Brain metastases (BM) occur in the natural course of malignant tumors in 18-40% of cases. Their management has changed considerably over the past decade thanks to the advent of Gamma knife Stereotactic Radiosurgery (GKSR). We report our experience on Single Brain metastasis treated with (GKSR). Patients treated by Gamma Knife stereotaxic radiosurgery (GKSR) in our institution between 2009 and 2021 for Single BM were recorded retrospectively. A total of 103 patients (n=52; 50.5% females) were included, with a mean age of 56.33±11.33. Breast (n=39, 37.9%) and lung (n=36, 35%) were the common original location for the primary tumors. GKSR alone without prior surgery, radiotherapy, or chemotherapy was achieved in 81.5% (n=84). Thirteen patients (15.1%) progressed in BM volume while finding the appearance of de novo BM in 5 (5.8%) patients. The median percentage of tumor control after radiosurgery treatment was 70% (IQR: 65-78) and only 26.2% (n=27) of patients had >80% tumor control and stability over the median follow-up time of 5 (95% CI, 4-6) months. We found only two cases of radionecrosis (1.9%). The median survival time was 5.21 (IQR, 3-8) months.

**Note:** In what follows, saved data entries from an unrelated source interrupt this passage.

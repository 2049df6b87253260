//! Constraint comparators.
//!
//! A [`Comparator`] owns the semantics of constraint types: given the rule's
//! constraints and an extracted value, it decides whether the value is
//! acceptable. The engine only routes values to comparators by type through
//! a [`Comparators`] table; it never interprets constraints itself.
//!
//! # In-Process Comparators
//!
//! | constraint | [`StringComparator`] | [`IntegerComparator`] |
//! |---|---|---|
//! | `any` | pass | pass |
//! | `fixed` | exact equality | numeric equality |
//! | `min` | unsupported | inclusive lower bound |
//! | `max` | unsupported | inclusive upper bound |
//! | `magic_constant` | unsupported | unsupported |
//!
//! A parameter with no declared constraint fails with
//! [`ComparatorError::NotConstrained`]. An optional (`required = false`)
//! string constraint accepts the empty string.
//!
//! # Example
//!
//! ```
//! use recipe_core::{ParameterConstraint, U256};
//! use recipe_policy::comparator::{Comparator, IntegerComparator};
//!
//! let constraints = vec![ParameterConstraint::max("amount", "2000000")];
//!
//! assert!(IntegerComparator
//!     .assert_arg("cosmos", &constraints, "amount", &U256::from(1_000_000u64))
//!     .is_ok());
//! assert!(IntegerComparator
//!     .assert_arg("cosmos", &constraints, "amount", &U256::from(3_000_000u64))
//!     .is_err());
//! ```

use std::fmt;
use std::sync::Arc;

use alloy_primitives::U256;
use recipe_core::{ComparatorError, ConstraintKind, ParameterConstraint};

/// Checks an extracted value of type `T` against the rule's constraints.
///
/// Implementations must be `Send + Sync` so a comparator table can be shared
/// by concurrent evaluations.
pub trait Comparator<T: ?Sized>: Send + Sync + fmt::Debug {
    /// Check `value` of `parameter` against its constraint in `constraints`.
    ///
    /// [`validate_constraints`](crate::params::validate_constraints) passes
    /// exactly the constraint being checked.
    ///
    /// # Errors
    ///
    /// Returns a [`ComparatorError`] describing why the value is rejected.
    fn assert_arg(
        &self,
        chain_id: &str,
        constraints: &[ParameterConstraint],
        parameter: &str,
        value: &T,
    ) -> Result<(), ComparatorError>;
}

/// Comparator routes keyed by value type.
///
/// A missing route makes values of that type unsupported.
#[derive(Debug, Clone)]
pub struct Comparators {
    string: Option<Arc<dyn Comparator<str>>>,
    integer: Option<Arc<dyn Comparator<U256>>>,
}

impl Default for Comparators {
    fn default() -> Self {
        Self::standard()
    }
}

impl Comparators {
    /// Routes to [`StringComparator`] and [`IntegerComparator`].
    #[must_use]
    pub fn standard() -> Self {
        Self {
            string: Some(Arc::new(StringComparator)),
            integer: Some(Arc::new(IntegerComparator)),
        }
    }

    /// A table with no routes.
    #[must_use]
    pub fn empty() -> Self {
        Self {
            string: None,
            integer: None,
        }
    }

    /// Route string values to `comparator`.
    #[must_use]
    pub fn with_string(mut self, comparator: impl Comparator<str> + 'static) -> Self {
        self.string = Some(Arc::new(comparator));
        self
    }

    /// Route integer values to `comparator`.
    #[must_use]
    pub fn with_integer(mut self, comparator: impl Comparator<U256> + 'static) -> Self {
        self.integer = Some(Arc::new(comparator));
        self
    }

    /// The string route.
    #[must_use]
    pub fn string(&self) -> Option<&dyn Comparator<str>> {
        self.string.as_deref()
    }

    /// The integer route.
    #[must_use]
    pub fn integer(&self) -> Option<&dyn Comparator<U256>> {
        self.integer.as_deref()
    }
}

/// Find the constraint declared for `parameter`.
///
/// # Errors
///
/// Returns [`ComparatorError::NotConstrained`] if none is declared.
pub fn find_constraint<'a>(
    constraints: &'a [ParameterConstraint],
    parameter: &str,
) -> Result<&'a ParameterConstraint, ComparatorError> {
    constraints
        .iter()
        .find(|c| c.parameter_name == parameter)
        .ok_or_else(|| ComparatorError::NotConstrained {
            parameter: parameter.to_string(),
        })
}

fn unsupported(kind: &ConstraintKind) -> ComparatorError {
    ComparatorError::Unsupported {
        constraint: kind.name().to_string(),
    }
}

/// Comparator for textual values.
#[derive(Debug, Clone, Copy, Default)]
pub struct StringComparator;

impl Comparator<str> for StringComparator {
    fn assert_arg(
        &self,
        _chain_id: &str,
        constraints: &[ParameterConstraint],
        parameter: &str,
        value: &str,
    ) -> Result<(), ComparatorError> {
        let constraint = &find_constraint(constraints, parameter)?.constraint;

        if !constraint.required && value.is_empty() {
            return Ok(());
        }

        match &constraint.kind {
            ConstraintKind::Any => Ok(()),
            ConstraintKind::Fixed { fixed_value } => {
                if fixed_value == value {
                    Ok(())
                } else {
                    Err(ComparatorError::Mismatch {
                        expected: fixed_value.clone(),
                        actual: value.to_string(),
                    })
                }
            }
            kind @ (ConstraintKind::Min { .. }
            | ConstraintKind::Max { .. }
            | ConstraintKind::MagicConstant { .. }) => Err(unsupported(kind)),
        }
    }
}

/// Comparator for unsigned integer magnitudes.
///
/// Bounds and fixed values are decimal strings in the rule.
#[derive(Debug, Clone, Copy, Default)]
pub struct IntegerComparator;

impl IntegerComparator {
    fn parse(raw: &str) -> Result<U256, ComparatorError> {
        if raw.is_empty() || !raw.bytes().all(|b| b.is_ascii_digit()) {
            return Err(ComparatorError::InvalidConstraintValue {
                value: raw.to_string(),
            });
        }
        U256::from_str_radix(raw, 10).map_err(|_| ComparatorError::InvalidConstraintValue {
            value: raw.to_string(),
        })
    }
}

impl Comparator<U256> for IntegerComparator {
    fn assert_arg(
        &self,
        _chain_id: &str,
        constraints: &[ParameterConstraint],
        parameter: &str,
        value: &U256,
    ) -> Result<(), ComparatorError> {
        let constraint = &find_constraint(constraints, parameter)?.constraint;

        match &constraint.kind {
            ConstraintKind::Any => Ok(()),
            ConstraintKind::Fixed { fixed_value } => {
                if Self::parse(fixed_value)? == *value {
                    Ok(())
                } else {
                    Err(ComparatorError::Mismatch {
                        expected: fixed_value.clone(),
                        actual: value.to_string(),
                    })
                }
            }
            ConstraintKind::Max { max_value } => {
                if *value > Self::parse(max_value)? {
                    Err(ComparatorError::AboveMaximum {
                        value: value.to_string(),
                        max: max_value.clone(),
                    })
                } else {
                    Ok(())
                }
            }
            ConstraintKind::Min { min_value } => {
                if *value < Self::parse(min_value)? {
                    Err(ComparatorError::BelowMinimum {
                        value: value.to_string(),
                        min: min_value.clone(),
                    })
                } else {
                    Ok(())
                }
            }
            kind @ ConstraintKind::MagicConstant { .. } => Err(unsupported(kind)),
        }
    }
}
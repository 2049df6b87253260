//! Signature finalization with real secp256k1 signatures.

#![allow(
    clippy::expect_used,
    clippy::unwrap_used,
    clippy::panic,
    clippy::indexing_slicing
)]

use k256::ecdsa::signature::hazmat::PrehashVerifier;
use k256::ecdsa::Signature;
use recipe_chain::fixtures::{coin, TxBuilder};
use recipe_chain::{compute_tx_hash, sign_transaction, TxDecoder};
use recipe_core::{EcdsaSignature, SignatureError};
use sha2::{Digest, Sha256};

use crate::common::{flip_s, Signer};

fn unsigned() -> Vec<u8> {
    TxBuilder::new()
        .send("cosmos1sender", "cosmos1recipient", vec![coin("uatom", "42")])
        .memo("invoice 7")
        .build()
}

#[test]
fn test_attached_signature_verifies() {
    let signer = Signer::from_seed(7);
    let tx = unsigned();
    let signature = signer.sign(&tx);

    let signed = sign_transaction(&tx, &[signature]).unwrap();
    let decoded = TxDecoder::new().decode(&signed.bytes).unwrap();
    let attached = Signature::from_slice(&decoded.signatures()[0]).unwrap();

    signer
        .verifying_key()
        .verify_prehash(&Sha256::digest(&tx), &attached)
        .unwrap();
}

#[test]
fn test_high_s_is_canonicalized() {
    let signer = Signer::from_seed(9);
    let tx = unsigned();
    let low = signer.sign(&tx);
    let high = EcdsaSignature::new(low.r.clone(), flip_s(&low.s), low.recovery_id.clone());
    assert_ne!(low.s, high.s);

    let from_low = sign_transaction(&tx, &[low]).unwrap();
    let from_high = sign_transaction(&tx, &[high]).unwrap();

    assert_eq!(from_low, from_high);

    let decoded = TxDecoder::new().decode(&from_high.bytes).unwrap();
    let attached = Signature::from_slice(&decoded.signatures()[0]).unwrap();
    assert!(attached.normalize_s().is_none(), "attached S must be low");
    signer
        .verifying_key()
        .verify_prehash(&Sha256::digest(&tx), &attached)
        .unwrap();
}

#[test]
fn test_hash_is_sha256_of_signed_bytes() {
    let tx = unsigned();
    let signed = sign_transaction(&tx, &[Signer::from_seed(3).sign(&tx)]).unwrap();

    assert_eq!(signed.hash, hex::encode_upper(Sha256::digest(&signed.bytes)));
    assert_eq!(signed.hash.len(), 64);
}

#[test]
fn test_hash_is_deterministic() {
    let tx = unsigned();
    let signature = Signer::from_seed(5).sign(&tx);

    let first = compute_tx_hash(&tx, std::slice::from_ref(&signature)).unwrap();
    for _ in 0..10 {
        assert_eq!(
            compute_tx_hash(&tx, std::slice::from_ref(&signature)).unwrap(),
            first
        );
    }
}

#[test]
fn test_signature_count_checked_before_hex() {
    let tx = unsigned();
    let garbage = EcdsaSignature::new("not hex", "not hex", "zz");

    assert_eq!(
        compute_tx_hash(&tx, &[]).unwrap_err(),
        SignatureError::WrongSignatureCount { count: 0 }
    );
    assert_eq!(
        compute_tx_hash(&tx, &[garbage.clone(), garbage]).unwrap_err(),
        SignatureError::WrongSignatureCount { count: 2 }
    );
}

#[test]
fn test_existing_signatures_are_replaced() {
    let tx = TxBuilder::new()
        .send("cosmos1sender", "cosmos1recipient", vec![coin("uatom", "42")])
        .signature(vec![0xAA; 64])
        .signature(vec![0xBB; 64])
        .build();
    let signature = Signer::from_seed(11).sign(&tx);

    let signed = sign_transaction(&tx, &[signature]).unwrap();
    let decoded = TxDecoder::new().decode(&signed.bytes).unwrap();

    assert_eq!(decoded.signatures().len(), 1);
    assert_ne!(decoded.signatures()[0], vec![0xAA; 64]);
}

#[test]
fn test_missing_signer_info() {
    let tx = TxBuilder::new()
        .send("cosmos1sender", "cosmos1recipient", vec![coin("uatom", "42")])
        .without_signer()
        .build();
    let signature = Signer::from_seed(2).sign(&tx);

    assert_eq!(
        sign_transaction(&tx, &[signature]).unwrap_err(),
        SignatureError::MissingSignerInfo
    );
}

#[test]
fn test_invalid_recovery_id() {
    let tx = unsigned();
    let mut signature = Signer::from_seed(4).sign(&tx);
    signature.recovery_id = "0g".to_string();

    assert!(matches!(
        sign_transaction(&tx, &[signature]).unwrap_err(),
        SignatureError::InvalidHex {
            field: "recovery_id",
            ..
        }
    ));
}
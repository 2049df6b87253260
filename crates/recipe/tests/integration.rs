//! Integration tests for the `recipe` binary crate.
//!
//! - `e2e` - Configuration-driven evaluation, signing, CLI and property tests

mod common;
mod e2e;
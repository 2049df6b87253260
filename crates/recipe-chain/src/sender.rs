//! Sender-address extraction.
//!
//! "Who sent this" is not encoded the same way for every message kind: a bank
//! send carries a formatted `from_address`, while a deposit carries the
//! signer's raw address bytes that must be re-encoded with the chain's bech32
//! prefix.
//!
//! The [`SenderExtractor`] trait is the seam a chain integration overrides;
//! [`DefaultSenderExtractor`] is a per-kind table of [`SenderStrategy`]
//! values selected once at construction.
//!
//! # Example
//!
//! ```
//! use recipe_chain::message::CosmosMessage;
//! use recipe_chain::proto::MsgDeposit;
//! use recipe_chain::sender::{DefaultSenderExtractor, SenderExtractor};
//!
//! let deposit = CosmosMessage::Deposit(MsgDeposit {
//!     coins: Vec::new(),
//!     memo: String::new(),
//!     signer: vec![0u8; 20],
//! });
//!
//! let sender = DefaultSenderExtractor::new().extract(&deposit, "thor").unwrap();
//! assert!(sender.starts_with("thor1"));
//! ```

use std::collections::BTreeMap;
use std::fmt;

use bech32::{Bech32, Hrp};
use recipe_core::{ExtractError, MessageKind};

use crate::message::CosmosMessage;

/// Extracts the sender address of an unpacked message.
///
/// Implementations must be `Send + Sync`; a descriptor holding one is shared
/// across concurrent evaluations.
pub trait SenderExtractor: Send + Sync + fmt::Debug {
    /// Returns the sender of `message` on a chain using address `prefix`.
    ///
    /// # Errors
    ///
    /// Returns an [`ExtractError`] if the sender cannot be determined.
    fn extract(&self, message: &CosmosMessage, prefix: &str) -> Result<String, ExtractError>;
}

/// How the sender is read from a message of a given kind.
#[derive(Debug, Clone, Copy, PartialEq, Eq)]
pub enum SenderStrategy {
    /// Use the literal `from_address` field of a send.
    FromAddress,
    /// Encode the deposit's raw signer bytes with the chain prefix.
    Bech32Signer,
}

impl SenderStrategy {
    fn apply(self, message: &CosmosMessage, prefix: &str) -> Result<String, ExtractError> {
        match (self, message) {
            (Self::FromAddress, CosmosMessage::Send(send)) => Ok(send.from_address.clone()),
            (Self::Bech32Signer, CosmosMessage::Deposit(deposit)) => {
                encode_address(prefix, &deposit.signer)
            }
            (_, other) => Err(ExtractError::unsupported_parameter("sender", other.kind())),
        }
    }
}

/// The default per-kind sender strategy table.
///
/// `Send` reads `from_address`, `Deposit` bech32-encodes the signer bytes.
/// Kinds with no entry (including `Unknown`) have no sender.
#[derive(Debug, Clone, PartialEq, Eq)]
pub struct DefaultSenderExtractor {
    strategies: BTreeMap<MessageKind, SenderStrategy>,
}

impl Default for DefaultSenderExtractor {
    fn default() -> Self {
        Self::new()
    }
}

impl DefaultSenderExtractor {
    /// Create the default table.
    #[must_use]
    pub fn new() -> Self {
        let mut strategies = BTreeMap::new();
        strategies.insert(MessageKind::Send, SenderStrategy::FromAddress);
        strategies.insert(MessageKind::Deposit, SenderStrategy::Bech32Signer);
        Self { strategies }
    }

    /// Replace the strategy for `kind`.
    #[must_use]
    pub fn with_strategy(mut self, kind: MessageKind, strategy: SenderStrategy) -> Self {
        self.strategies.insert(kind, strategy);
        self
    }

    /// The strategy selected for `kind`, if any.
    #[must_use]
    pub fn strategy(&self, kind: MessageKind) -> Option<SenderStrategy> {
        self.strategies.get(&kind).copied()
    }
}

impl SenderExtractor for DefaultSenderExtractor {
    fn extract(&self, message: &CosmosMessage, prefix: &str) -> Result<String, ExtractError> {
        let kind = message.kind();
        self.strategy(kind)
            .ok_or_else(|| ExtractError::unsupported_parameter("sender", kind))?
            .apply(message, prefix)
    }
}

/// Encode raw address bytes as a bech32 address with `prefix`.
///
/// # Errors
///
/// Returns [`ExtractError::InvalidSignerAddress`] if the bytes are empty,
/// the prefix is not a valid human-readable part, or encoding fails.
pub fn encode_address(prefix: &str, bytes: &[u8]) -> Result<String, ExtractError> {
    if bytes.is_empty() {
        return Err(ExtractError::InvalidSignerAddress {
            context: "signer is empty".to_string(),
        });
    }

    let hrp = Hrp::parse(prefix).map_err(|e| ExtractError::InvalidSignerAddress {
        context: format!("invalid prefix {prefix:?}: {e}"),
    })?;

    bech32::encode::<Bech32>(hrp, bytes).map_err(|e| ExtractError::InvalidSignerAddress {
        context: e.to_string(),
    })
}
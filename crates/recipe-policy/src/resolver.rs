//! Magic-constant resolution.
//!
//! A magic constant is a symbolic destination (for example `treasury`) that
//! is resolved to a concrete address at evaluation time instead of being
//! written into the rule.
//!
//! Resolution is two-step: the [`MagicConstantRegistry`] hands out the
//! [`Resolver`] responsible for a constant, and the resolver maps
//! `(constant, chain, context)` to an address. The engine always resolves in
//! the [`DEFAULT_CONTEXT`].
//!
//! [`StaticMagicConstants`] is an in-process table that plays both roles,
//! built from the `[[magic_constants]]` section of the configuration.
//!
//! # Example
//!
//! ```
//! use recipe_policy::resolver::{MagicConstantRegistry, StaticMagicConstants, DEFAULT_CONTEXT};
//!
//! let constants = StaticMagicConstants::new()
//!     .with_address("treasury", "thorchain", "thor1treasury");
//!
//! let resolver = constants.resolver("treasury").unwrap();
//! let resolved = resolver.resolve("treasury", "thorchain", DEFAULT_CONTEXT).unwrap();
//! assert_eq!(resolved.address, "thor1treasury");
//!
//! assert!(constants.resolver("vault").is_err());
//! ```

use std::collections::{BTreeMap, BTreeSet};
use std::fmt;

use recipe_core::{EngineConfig, ResolverError};

/// The resolution context used by the policy engine.
pub const DEFAULT_CONTEXT: &str = "default";

/// An address a magic constant resolved to.
#[derive(Debug, Clone, PartialEq, Eq)]
pub struct Resolution {
    /// The concrete address.
    pub address: String,
    /// Resolver-specific metadata (e.g. the source of the address).
    pub meta: BTreeMap<String, String>,
}

impl Resolution {
    /// A resolution with no metadata.
    #[must_use]
    pub fn new(address: impl Into<String>) -> Self {
        Self {
            address: address.into(),
            meta: BTreeMap::new(),
        }
    }
}

/// Resolves a magic constant to an address on a chain.
pub trait Resolver: Send + Sync + fmt::Debug {
    /// Resolve `constant` for `chain_id` in `context`.
    ///
    /// # Errors
    ///
    /// Returns a [`ResolverError`] if the constant cannot be resolved.
    fn resolve(
        &self,
        constant: &str,
        chain_id: &str,
        context: &str,
    ) -> Result<Resolution, ResolverError>;
}

/// Hands out the resolver responsible for a magic constant.
pub trait MagicConstantRegistry: Send + Sync + fmt::Debug {
    /// The resolver for `constant`.
    ///
    /// # Errors
    ///
    /// Returns [`ResolverError::UnknownConstant`] if no resolver handles it.
    fn resolver(&self, constant: &str) -> Result<&dyn Resolver, ResolverError>;
}

/// Static `(constant, chain) -> address` table.
#[derive(Debug, Clone, Default, PartialEq, Eq)]
pub struct StaticMagicConstants {
    addresses: BTreeMap<(String, String), String>,
    constants: BTreeSet<String>,
}

impl StaticMagicConstants {
    /// An empty table; every constant is unknown.
    #[must_use]
    pub fn new() -> Self {
        Self::default()
    }

    /// Build the table from the configuration's magic-constant entries.
    #[must_use]
    pub fn from_config(config: &EngineConfig) -> Self {
        config
            .magic_constants
            .iter()
            .fold(Self::new(), |table, entry| {
                table.with_address(&entry.id, &entry.chain, &entry.address)
            })
    }

    /// Add the address of `constant` on `chain`.
    #[must_use]
    pub fn with_address(
        mut self,
        constant: impl Into<String>,
        chain: impl Into<String>,
        address: impl Into<String>,
    ) -> Self {
        let constant = constant.into();
        self.constants.insert(constant.clone());
        self.addresses.insert((constant, chain.into()), address.into());
        self
    }

    /// Number of `(constant, chain)` entries.
    #[must_use]
    pub fn len(&self) -> usize {
        self.addresses.len()
    }

    /// Returns `true` if the table has no entries.
    #[must_use]
    pub fn is_empty(&self) -> bool {
        self.addresses.is_empty()
    }
}

impl MagicConstantRegistry for StaticMagicConstants {
    fn resolver(&self, constant: &str) -> Result<&dyn Resolver, ResolverError> {
        if self.constants.contains(constant) {
            Ok(self)
        } else {
            Err(ResolverError::UnknownConstant {
                id: constant.to_string(),
            })
        }
    }
}

impl Resolver for StaticMagicConstants {
    fn resolve(
        &self,
        constant: &str,
        chain_id: &str,
        context: &str,
    ) -> Result<Resolution, ResolverError> {
        if context != DEFAULT_CONTEXT {
            return Err(ResolverError::UnsupportedContext {
                context: context.to_string(),
            });
        }

        if !self.constants.contains(constant) {
            return Err(ResolverError::UnknownConstant {
                id: constant.to_string(),
            });
        }

        self.addresses
            .get(&(constant.to_string(), chain_id.to_string()))
            .map(|address| {
                let mut resolution = Resolution::new(address.clone());
                resolution
                    .meta
                    .insert("source".to_string(), "static".to_string());
                resolution
            })
            .ok_or_else(|| ResolverError::NoAddressForChain {
                id: constant.to_string(),
                chain: chain_id.to_string(),
            })
    }
}
//! Command input parsing.

use std::fs;
use std::path::Path;

use base64::engine::general_purpose::STANDARD;
use base64::Engine as _;
use recipe_core::{RecipeError, Rule};

/// Decode a transaction given on the command line.
///
/// Input that is entirely hex digits (after an optional `0x`/`0X`) is read as
/// hex; anything else is read as standard base64. Surrounding whitespace is
/// ignored.
///
/// # Errors
///
/// Returns [`RecipeError::InvalidInput`] if the input is empty or decodes as
/// neither.
pub fn decode_tx_input(input: &str) -> Result<Vec<u8>, RecipeError> {
    let trimmed = input.trim();
    let unprefixed = trimmed
        .strip_prefix("0x")
        .or_else(|| trimmed.strip_prefix("0X"))
        .unwrap_or(trimmed);

    if unprefixed.is_empty() {
        return Err(RecipeError::invalid_input("transaction is empty"));
    }

    if unprefixed.chars().all(|c| c.is_ascii_hexdigit()) {
        return hex::decode(unprefixed)
            .map_err(|e| RecipeError::invalid_input(format!("invalid transaction hex: {e}")));
    }

    STANDARD
        .decode(trimmed)
        .map_err(|e| RecipeError::invalid_input(format!("transaction is neither hex nor base64: {e}")))
}

/// Read and parse a JSON rule file.
///
/// # Errors
///
/// Returns [`RecipeError::InvalidInput`] if the file cannot be read or is not
/// a valid rule.
pub fn load_rule(path: &Path) -> Result<Rule, RecipeError> {
    let contents = fs::read_to_string(path).map_err(|e| {
        RecipeError::invalid_input(format!("failed to read rule {}: {e}", path.display()))
    })?;
    serde_json::from_str(&contents).map_err(|e| {
        RecipeError::invalid_input(format!("invalid rule {}: {e}", path.display()))
    })
}
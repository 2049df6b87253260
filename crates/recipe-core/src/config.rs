//! Configuration types for a chain integration.
//!
//! One configuration file describes one chain integration: which built-in
//! chain descriptor to use, the protocol → expected-message-kind map the
//! engine enforces, and a static table of magic-constant addresses.
//!
//! # Configuration File
//!
//! ```toml
//! chain = "thorchain"
//!
//! [protocols]
//! rune = "send"
//! thorchain_swap = "deposit"
//!
//! [[magic_constants]]
//! id = "treasury"
//! chain = "thorchain"
//! address = "thor1treasury"
//! ```
//!
//! # Examples
//!
//! ```
//! use recipe_core::config::EngineConfig;
//! use recipe_core::types::MessageKind;
//!
//! let config = EngineConfig::from_toml_str(r#"
//! chain = "cosmos"
//!
//! [protocols]
//! atom = "send"
//! "#).expect("valid config");
//!
//! assert_eq!(config.chain, "cosmos");
//! assert_eq!(config.protocols.get("atom"), Some(&MessageKind::Send));
//! ```

use serde::{Deserialize, Serialize};
use std::collections::{BTreeMap, HashSet};
use std::fs;
use std::path::Path;

use crate::error::ConfigError;
use crate::types::MessageKind;

/// Configuration of one chain integration.
#[derive(Debug, Clone, Default, PartialEq, Eq, Serialize, Deserialize)]
pub struct EngineConfig {
    /// Built-in chain descriptor id (e.g. `"cosmos"`, `"thorchain"`).
    pub chain: String,

    /// Protocol id → message kind the protocol's rules must match.
    ///
    /// When empty, the chain descriptor's built-in map is used.
    #[serde(default)]
    pub protocols: BTreeMap<String, MessageKind>,

    /// Static magic-constant addresses.
    #[serde(default)]
    pub magic_constants: Vec<MagicConstantEntry>,
}

/// A magic constant's address on one chain.
#[derive(Debug, Clone, PartialEq, Eq, Serialize, Deserialize)]
pub struct MagicConstantEntry {
    /// Symbolic constant id.
    pub id: String,
    /// Chain the address belongs to.
    pub chain: String,
    /// Resolved address.
    pub address: String,
}

impl EngineConfig {
    /// Create a configuration for `chain` with no overrides.
    #[must_use]
    pub fn new(chain: impl Into<String>) -> Self {
        Self {
            chain: chain.into(),
            ..Self::default()
        }
    }

    /// Add a protocol → kind mapping.
    #[must_use]
    pub fn with_protocol(mut self, protocol: impl Into<String>, kind: MessageKind) -> Self {
        self.protocols.insert(protocol.into(), kind);
        self
    }

    /// Add a magic-constant address.
    #[must_use]
    pub fn with_magic_constant(
        mut self,
        id: impl Into<String>,
        chain: impl Into<String>,
        address: impl Into<String>,
    ) -> Self {
        self.magic_constants.push(MagicConstantEntry {
            id: id.into(),
            chain: chain.into(),
            address: address.into(),
        });
        self
    }

    /// Parse and validate a configuration from a TOML string.
    ///
    /// # Errors
    ///
    /// Returns [`ConfigError::Parse`] for invalid TOML and
    /// [`ConfigError::InvalidConfiguration`] if validation fails.
    pub fn from_toml_str(toml_str: &str) -> Result<Self, ConfigError> {
        let config: Self = toml::from_str(toml_str)?;
        config.validate()?;
        Ok(config)
    }

    /// Load and validate a configuration file.
    ///
    /// # Errors
    ///
    /// Returns [`ConfigError::Io`] if the file cannot be read, otherwise the
    /// errors of [`EngineConfig::from_toml_str`].
    pub fn load(path: &Path) -> Result<Self, ConfigError> {
        let contents = fs::read_to_string(path).map_err(|source| ConfigError::Io {
            path: path.display().to_string(),
            source,
        })?;
        Self::from_toml_str(&contents)
    }

    /// Check the configuration for internal consistency.
    ///
    /// # Errors
    ///
    /// Returns [`ConfigError::InvalidConfiguration`] if the chain id is empty,
    /// a protocol id is empty, a magic constant has an empty field, or the
    /// same constant is declared twice for one chain.
    pub fn validate(&self) -> Result<(), ConfigError> {
        if self.chain.trim().is_empty() {
            return Err(ConfigError::invalid("chain must not be empty"));
        }

        if self.protocols.keys().any(|p| p.trim().is_empty()) {
            return Err(ConfigError::invalid("protocol ids must not be empty"));
        }

        let mut seen = HashSet::new();
        for entry in &self.magic_constants {
            if entry.id.is_empty() || entry.chain.is_empty() || entry.address.is_empty() {
                return Err(ConfigError::invalid(format!(
                    "magic constant {:?} has an empty field",
                    entry.id
                )));
            }
            if !seen.insert((entry.id.as_str(), entry.chain.as_str())) {
                return Err(ConfigError::invalid(format!(
                    "magic constant {} declared twice for chain {}",
                    entry.id, entry.chain
                )));
            }
        }

        Ok(())
    }
}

Retreatment, recursive partitioning analysis (RPA) class, and tumor stability influenced the overall survival of BM respectively (Hazard Ratio adjust (HRa)=5.610,p=0.045; HRa=6.133,p=0.031; HRa=22.463, p=0.036). Stereotaxic Radiosurgery provides good results in terms of Overall survival with fewer neurocognitive disorders.RPA class and tumor control (stability) influenced the overall survival of single BM.